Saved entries

————————

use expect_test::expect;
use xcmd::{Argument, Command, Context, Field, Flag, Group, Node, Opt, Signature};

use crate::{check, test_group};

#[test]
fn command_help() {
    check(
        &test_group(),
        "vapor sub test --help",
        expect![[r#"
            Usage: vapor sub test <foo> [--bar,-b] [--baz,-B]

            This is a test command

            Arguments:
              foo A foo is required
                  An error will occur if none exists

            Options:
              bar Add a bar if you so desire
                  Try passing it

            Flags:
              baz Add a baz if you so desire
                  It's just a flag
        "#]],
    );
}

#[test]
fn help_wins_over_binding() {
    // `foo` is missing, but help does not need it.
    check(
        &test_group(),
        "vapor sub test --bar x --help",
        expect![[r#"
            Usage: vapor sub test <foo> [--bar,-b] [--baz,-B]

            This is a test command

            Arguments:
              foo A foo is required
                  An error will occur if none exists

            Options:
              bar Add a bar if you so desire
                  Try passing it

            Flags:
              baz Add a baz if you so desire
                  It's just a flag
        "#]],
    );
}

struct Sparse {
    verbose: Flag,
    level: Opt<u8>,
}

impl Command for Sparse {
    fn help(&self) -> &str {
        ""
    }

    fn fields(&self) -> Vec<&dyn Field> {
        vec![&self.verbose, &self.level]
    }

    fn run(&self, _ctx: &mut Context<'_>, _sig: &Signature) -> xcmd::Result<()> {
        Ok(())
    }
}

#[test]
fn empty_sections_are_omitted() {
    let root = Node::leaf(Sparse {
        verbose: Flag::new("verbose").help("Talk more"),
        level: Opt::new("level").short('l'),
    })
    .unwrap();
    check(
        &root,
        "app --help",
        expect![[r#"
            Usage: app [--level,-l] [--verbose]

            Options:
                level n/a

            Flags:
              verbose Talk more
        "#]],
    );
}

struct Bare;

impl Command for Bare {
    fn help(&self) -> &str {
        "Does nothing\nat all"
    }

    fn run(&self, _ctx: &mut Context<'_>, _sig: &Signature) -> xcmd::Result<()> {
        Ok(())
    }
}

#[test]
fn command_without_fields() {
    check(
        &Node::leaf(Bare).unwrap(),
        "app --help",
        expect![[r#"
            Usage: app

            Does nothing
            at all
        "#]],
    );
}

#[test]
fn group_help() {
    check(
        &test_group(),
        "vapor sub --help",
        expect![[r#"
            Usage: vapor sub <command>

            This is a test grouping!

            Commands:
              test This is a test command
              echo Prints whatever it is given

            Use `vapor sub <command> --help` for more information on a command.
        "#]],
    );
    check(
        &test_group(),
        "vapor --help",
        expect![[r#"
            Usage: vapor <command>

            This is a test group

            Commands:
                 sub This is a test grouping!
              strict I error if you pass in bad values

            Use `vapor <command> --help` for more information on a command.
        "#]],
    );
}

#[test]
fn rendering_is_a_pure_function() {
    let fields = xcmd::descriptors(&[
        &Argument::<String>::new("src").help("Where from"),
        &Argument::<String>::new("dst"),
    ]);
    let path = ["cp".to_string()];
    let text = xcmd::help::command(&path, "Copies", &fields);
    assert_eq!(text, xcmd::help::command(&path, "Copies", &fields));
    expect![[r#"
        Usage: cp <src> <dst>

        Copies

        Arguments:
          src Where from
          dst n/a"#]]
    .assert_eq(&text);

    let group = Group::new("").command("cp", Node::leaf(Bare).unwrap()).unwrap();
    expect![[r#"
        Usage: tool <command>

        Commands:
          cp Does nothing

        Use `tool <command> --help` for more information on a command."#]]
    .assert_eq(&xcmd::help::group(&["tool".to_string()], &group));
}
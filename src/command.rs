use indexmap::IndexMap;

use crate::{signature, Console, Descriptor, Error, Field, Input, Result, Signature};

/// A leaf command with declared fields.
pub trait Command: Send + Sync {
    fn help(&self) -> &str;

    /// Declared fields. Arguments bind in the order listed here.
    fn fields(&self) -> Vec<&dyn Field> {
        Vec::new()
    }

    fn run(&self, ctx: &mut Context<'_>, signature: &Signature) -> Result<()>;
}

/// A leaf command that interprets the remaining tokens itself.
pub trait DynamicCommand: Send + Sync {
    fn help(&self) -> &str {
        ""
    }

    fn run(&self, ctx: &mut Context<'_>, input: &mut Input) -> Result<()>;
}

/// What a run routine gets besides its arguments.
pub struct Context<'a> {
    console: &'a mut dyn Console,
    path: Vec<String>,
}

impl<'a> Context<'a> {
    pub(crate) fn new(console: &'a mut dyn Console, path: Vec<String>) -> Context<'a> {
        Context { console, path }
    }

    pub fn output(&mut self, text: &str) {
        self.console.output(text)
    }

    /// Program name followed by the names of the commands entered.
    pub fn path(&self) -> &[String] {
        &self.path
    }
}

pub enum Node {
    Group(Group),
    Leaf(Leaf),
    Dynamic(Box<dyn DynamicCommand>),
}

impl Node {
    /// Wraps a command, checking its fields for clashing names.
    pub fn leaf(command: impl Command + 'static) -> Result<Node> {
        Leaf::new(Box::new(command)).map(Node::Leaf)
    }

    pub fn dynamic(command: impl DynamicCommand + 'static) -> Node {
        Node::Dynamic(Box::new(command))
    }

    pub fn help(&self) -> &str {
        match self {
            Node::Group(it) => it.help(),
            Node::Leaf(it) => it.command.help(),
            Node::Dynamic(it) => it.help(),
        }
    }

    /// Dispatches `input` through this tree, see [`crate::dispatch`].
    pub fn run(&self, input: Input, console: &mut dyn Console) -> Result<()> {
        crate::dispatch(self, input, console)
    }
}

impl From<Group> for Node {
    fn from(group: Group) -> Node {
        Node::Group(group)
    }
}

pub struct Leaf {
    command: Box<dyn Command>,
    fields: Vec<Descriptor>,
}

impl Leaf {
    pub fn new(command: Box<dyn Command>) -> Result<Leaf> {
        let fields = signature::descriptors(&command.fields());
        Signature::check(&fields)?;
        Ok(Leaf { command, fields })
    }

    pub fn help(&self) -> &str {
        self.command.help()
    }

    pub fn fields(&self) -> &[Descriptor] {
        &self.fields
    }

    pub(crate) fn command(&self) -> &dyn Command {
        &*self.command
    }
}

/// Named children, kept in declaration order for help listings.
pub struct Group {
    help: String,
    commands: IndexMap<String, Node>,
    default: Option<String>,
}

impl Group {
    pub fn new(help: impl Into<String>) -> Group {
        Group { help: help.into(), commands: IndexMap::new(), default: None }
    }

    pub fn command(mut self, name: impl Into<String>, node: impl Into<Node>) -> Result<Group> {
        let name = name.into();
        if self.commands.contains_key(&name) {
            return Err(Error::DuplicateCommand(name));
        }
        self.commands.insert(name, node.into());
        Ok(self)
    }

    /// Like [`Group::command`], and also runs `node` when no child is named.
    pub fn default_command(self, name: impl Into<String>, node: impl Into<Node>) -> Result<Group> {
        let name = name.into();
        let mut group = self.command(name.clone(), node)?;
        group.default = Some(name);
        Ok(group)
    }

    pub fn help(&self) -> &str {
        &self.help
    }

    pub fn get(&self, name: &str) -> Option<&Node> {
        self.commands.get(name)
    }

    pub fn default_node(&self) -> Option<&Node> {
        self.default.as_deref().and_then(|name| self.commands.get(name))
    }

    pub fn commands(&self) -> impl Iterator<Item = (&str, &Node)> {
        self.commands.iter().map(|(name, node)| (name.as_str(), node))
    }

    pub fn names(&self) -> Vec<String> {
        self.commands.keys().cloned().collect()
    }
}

————————

• What to work on: The answer must consist of every line from the data that contains the word "information".

• Output for this task:
            Use `vapor sub <command> --help` for more information on a command.
            Use `vapor <command> --help` for more information on a command.
        Use `tool <command> --help` for more information on a command."#]]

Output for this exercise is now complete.